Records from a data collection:
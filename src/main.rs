//! # ragchat CLI
//!
//! ## Commands
//!
//! | Command | Description |
//! |---------|-------------|
//! | `ragchat ingest` | Build the index from the data directory |
//! | `ragchat serve` | Start the HTTP chat server |
//! | `ragchat chat` | Console chat, in-process or against a server |
//! | `ragchat search "<query>"` | Show retrieved chunks without calling the LLM |
//! | `ragchat status` | Show what the index contains |
//!
//! ## Examples
//!
//! ```bash
//! ragchat ingest --data-dir ./pdfs
//! ragchat serve --bind 0.0.0.0:8000
//! ragchat chat --url http://127.0.0.1:8000
//! RUST_LOG=ragchat=debug ragchat search "refund policy" --top-k 5
//! ```

use clap::{Parser, Subcommand};
use std::path::PathBuf;
use std::process::ExitCode;
use tracing_subscriber::{layer::SubscriberExt, util::SubscriberInitExt, EnvFilter};

use ragchat::{chat, config, ingest, search, server, stats};

/// ragchat: question answering over your own documents, with page citations.
#[derive(Parser)]
#[command(name = "ragchat", version, about)]
struct Cli {
    /// Path to configuration file (TOML).
    ///
    /// Defaults to `./ragchat.toml`; built-in defaults are used if that file
    /// does not exist.
    #[arg(long, global = true)]
    config: Option<PathBuf>,

    #[command(subcommand)]
    command: Commands,
}

#[derive(Subcommand)]
enum Commands {
    /// Build the vector index from the data directory.
    ///
    /// Any existing index in the storage directory is replaced.
    Ingest {
        /// Directory holding the source documents (overrides `ingest.data_dir`).
        #[arg(long)]
        data_dir: Option<PathBuf>,

        /// Directory to write the index to (overrides `storage.dir`).
        #[arg(long)]
        storage_dir: Option<PathBuf>,

        /// Count documents, pages and chunks without embedding or writing.
        #[arg(long)]
        dry_run: bool,
    },

    /// Start the HTTP server (`POST /chat`, `GET /health`, `GET /`).
    Serve {
        /// Address to bind (overrides `server.bind`).
        #[arg(long)]
        bind: Option<String>,
    },

    /// Interactive console chat.
    Chat {
        /// Talk to a running `ragchat serve` instead of loading the index here.
        #[arg(long)]
        url: Option<String>,

        /// Run ingestion before starting the session.
        #[arg(long)]
        ingest: bool,
    },

    /// Show the chunks retrieved for a query, without calling the LLM.
    Search {
        /// The question to retrieve for.
        query: String,

        /// Number of chunks to show (overrides `retrieval.top_k`).
        #[arg(long)]
        top_k: Option<usize>,
    },

    /// Show index statistics and build settings.
    Status,
}

fn init_tracing() {
    tracing_subscriber::registry()
        .with(EnvFilter::try_from_default_env().unwrap_or_else(|_| "ragchat=info".into()))
        .with(tracing_subscriber::fmt::layer().with_writer(std::io::stderr))
        .init();
}

#[tokio::main]
async fn main() -> ExitCode {
    dotenvy::dotenv().ok();
    init_tracing();

    match run(Cli::parse()).await {
        Ok(()) => ExitCode::SUCCESS,
        Err(e) => {
            eprintln!("Error: {:#}", e);
            ExitCode::FAILURE
        }
    }
}

async fn run(cli: Cli) -> anyhow::Result<()> {
    let mut cfg = config::resolve_config(cli.config.as_deref())?;

    match cli.command {
        Commands::Ingest {
            data_dir,
            storage_dir,
            dry_run,
        } => {
            if let Some(dir) = data_dir {
                cfg.ingest.data_dir = dir;
            }
            if let Some(dir) = storage_dir {
                cfg.storage.dir = dir;
            }
            ingest::run_ingest(&cfg, dry_run).await?;
        }
        Commands::Serve { bind } => {
            server::run_server(&cfg, bind.as_deref()).await?;
        }
        Commands::Chat { url, ingest } => {
            chat::run_chat(&cfg, url.as_deref(), ingest).await?;
        }
        Commands::Search { query, top_k } => {
            search::run_search(&cfg, &query, top_k).await?;
        }
        Commands::Status => {
            stats::run_status(&cfg).await?;
        }
    }

    Ok(())
}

TASK DESCRIPTION
Could you retype exactly the lines from the first one of the records through the line containing "against a server |", both included, and nothing more?

RESPONSE
filename src/main.rs
//! # ragchat CLI
//!
//! ## Commands
//!
//! | Command | Description |
//! |---------|-------------|
//! | `ragchat ingest` | Build the index from the data directory |
//! | `ragchat serve` | Start the HTTP chat server |
//! | `ragchat chat` | Console chat, in-process or against a server |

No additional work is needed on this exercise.